In 2002, he was cast in the horror film Wishcraft, which was followed by one of his major roles in the business. Jones got the part of Cheddar Bob in Eminem’s movie 8 Mile. Jones was later seen on an episode of Joan of Arcadia, as well as in the TV movie The Book of Ruth. In 2004, he worked on the films Mr. 3000, starring Bernie Mac, and on The Last Shot starring Alec Baldwin, Matthew Broderick, Tony Shalhoub and Calista Flockhart.

In 2005, Jones became even more known for portraying Pfc. Dave Fowler in the movie Jarhead, which features Jake Gyllenhaal and Jamie Foxx. His next project became taking on the role of basketball coach Moe Iba on the film Glory Road. From 2007 to 2008, Jones joined the cast of the ABC drama series October Road, getting the role of Ikey.

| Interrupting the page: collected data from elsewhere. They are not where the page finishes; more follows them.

//! Read pacing for bandwidth-limited streams.
//!
//! Two strategies share one contract: given the size of a read and the
//! current instant, report how long the reader must wait before returning.
//! The pacer never sleeps itself; the stream applies the delay through its
//! [`Clock`](crate::clock::Clock).

use std::time::{Duration, Instant};

use serde::{Deserialize, Serialize};

use crate::stream::StreamError;

/// How a configured rate limit is enforced.
#[derive(Debug, Clone, Copy, PartialEq, Eq, Default, Serialize, Deserialize)]
#[serde(tag = "strategy", rename_all = "snake_case")]
pub enum PacingStrategy {
    /// Each read waits until `bytes / rate` has passed since the previous
    /// read completed. Idle time before a read is credited, so bursts after
    /// a pause are not penalised.
    #[default]
    CallGranular,
    /// Token bucket holding at most `burst_bytes` tokens, refilled at the
    /// configured rate. Reads larger than the available tokens wait for the
    /// deficit.
    TokenBucket {
        /// Bucket capacity in bytes
        burst_bytes: u64,
    },
}

/// Throughput cap applied to stream reads.
#[derive(Debug, Clone, Copy, PartialEq, Eq)]
pub struct RateLimit {
    /// Maximum sustained throughput in bytes per second
    pub bytes_per_second: u64,
    /// Enforcement strategy
    pub strategy: PacingStrategy,
}

impl RateLimit {
    /// Creates a call-granular rate limit.
    pub fn new(bytes_per_second: u64) -> Self {
        Self {
            bytes_per_second,
            strategy: PacingStrategy::CallGranular,
        }
    }

    /// Replaces the pacing strategy.
    pub fn with_strategy(mut self, strategy: PacingStrategy) -> Self {
        self.strategy = strategy;
        self
    }

    /// Returns the time `bytes` should take at this rate.
    pub fn expected_duration(&self, bytes: u64) -> Duration {
        secs_to_duration(bytes as f64 / self.bytes_per_second as f64)
    }

    /// Checks that the limit can be enforced.
    ///
    /// # Errors
    ///
    /// - `StreamError::InvalidArgument` - If the rate or the bucket capacity is zero
    pub fn validate(&self) -> Result<(), StreamError> {
        if self.bytes_per_second == 0 {
            return Err(StreamError::InvalidArgument {
                reason: "rate limit must be greater than zero bytes per second".to_string(),
            });
        }
        if let PacingStrategy::TokenBucket { burst_bytes: 0 } = self.strategy {
            return Err(StreamError::InvalidArgument {
                reason: "token bucket burst capacity must be greater than zero".to_string(),
            });
        }
        Ok(())
    }
}

/// Per-stream pacing state.
#[derive(Debug, Clone)]
pub(crate) enum Pacer {
    Unlimited,
    CallGranular {
        limit: RateLimit,
        last_read_time: Instant,
    },
    TokenBucket(TokenBucket),
}

impl Pacer {
    /// Creates pacing state anchored at `now`.
    pub(crate) fn new(limit: Option<RateLimit>, now: Instant) -> Self {
        match limit {
            None => Pacer::Unlimited,
            Some(limit) => match limit.strategy {
                PacingStrategy::CallGranular => Pacer::CallGranular {
                    limit,
                    last_read_time: now,
                },
                PacingStrategy::TokenBucket { burst_bytes } => Pacer::TokenBucket(
                    TokenBucket::new(burst_bytes, limit.bytes_per_second, now),
                ),
            },
        }
    }

    /// Returns the delay required before a read of `bytes` may complete.
    pub(crate) fn delay_for(&mut self, bytes: u64, now: Instant) -> Duration {
        match self {
            Pacer::Unlimited => Duration::ZERO,
            Pacer::CallGranular {
                limit,
                last_read_time,
            } => {
                let expected = limit.expected_duration(bytes);
                let elapsed = now.saturating_duration_since(*last_read_time);
                expected.saturating_sub(elapsed)
            }
            Pacer::TokenBucket(bucket) => bucket.reserve(bytes, now),
        }
    }

    /// Records that a read completed at `now`.
    pub(crate) fn record_read(&mut self, now: Instant) {
        if let Pacer::CallGranular { last_read_time, .. } = self {
            *last_read_time = now;
        }
    }
}

/// Token bucket measured in bytes.
///
/// Starts full. A reservation that exceeds the available tokens drains the
/// bucket and reports the wait needed to accrue the deficit; tokens accrued
/// during that wait belong to the reservation.
#[derive(Debug, Clone)]
pub(crate) struct TokenBucket {
    capacity: u64,
    tokens: f64,
    refill_rate: u64,
    last_refill: Instant,
}

impl TokenBucket {
    pub(crate) fn new(capacity: u64, refill_rate: u64, now: Instant) -> Self {
        Self {
            capacity,
            tokens: capacity as f64,
            refill_rate,
            last_refill: now,
        }
    }

    /// Takes `bytes` tokens and returns how long the caller must wait.
    pub(crate) fn reserve(&mut self, bytes: u64, now: Instant) -> Duration {
        self.refill(now);

        let requested = bytes as f64;
        if self.tokens >= requested {
            self.tokens -= requested;
            return Duration::ZERO;
        }

        let deficit = requested - self.tokens;
        let wait = secs_to_duration(deficit / self.refill_rate as f64);
        self.tokens = 0.0;
        // Refill resumes once the waiting reader has been paid
        if let Some(resume) = now.max(self.last_refill).checked_add(wait) {
            self.last_refill = resume;
        }
        wait
    }

    #[cfg(test)]
    pub(crate) fn available_tokens(&mut self, now: Instant) -> u64 {
        self.refill(now);
        self.tokens as u64
    }

    fn refill(&mut self, now: Instant) {
        let elapsed = now.saturating_duration_since(self.last_refill);
        if elapsed.is_zero() {
            return;
        }
        let tokens_to_add = elapsed.as_secs_f64() * self.refill_rate as f64;
        self.tokens = (self.tokens + tokens_to_add).min(self.capacity as f64);
        self.last_refill = now;
    }
}

/// Converts seconds to a duration, saturating at `Duration::MAX`.
fn secs_to_duration(secs: f64) -> Duration {
    Duration::try_from_secs_f64(secs).unwrap_or(Duration::MAX)
}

Other films that the actor has appeared in include the war drama Rescue Dawn, as well as the romance film Lucky You. In 2007, Jones worked on the family film Gordon Glass, and was seen on the drama Touching Home the next year.

Filmography

Film

Television

References

External links 

Living people
21st-century American male actors
Male actors from Texas
20th-century American male actors
American male film actors
American male television actors
American male voice actors
Year of birth missing (living people)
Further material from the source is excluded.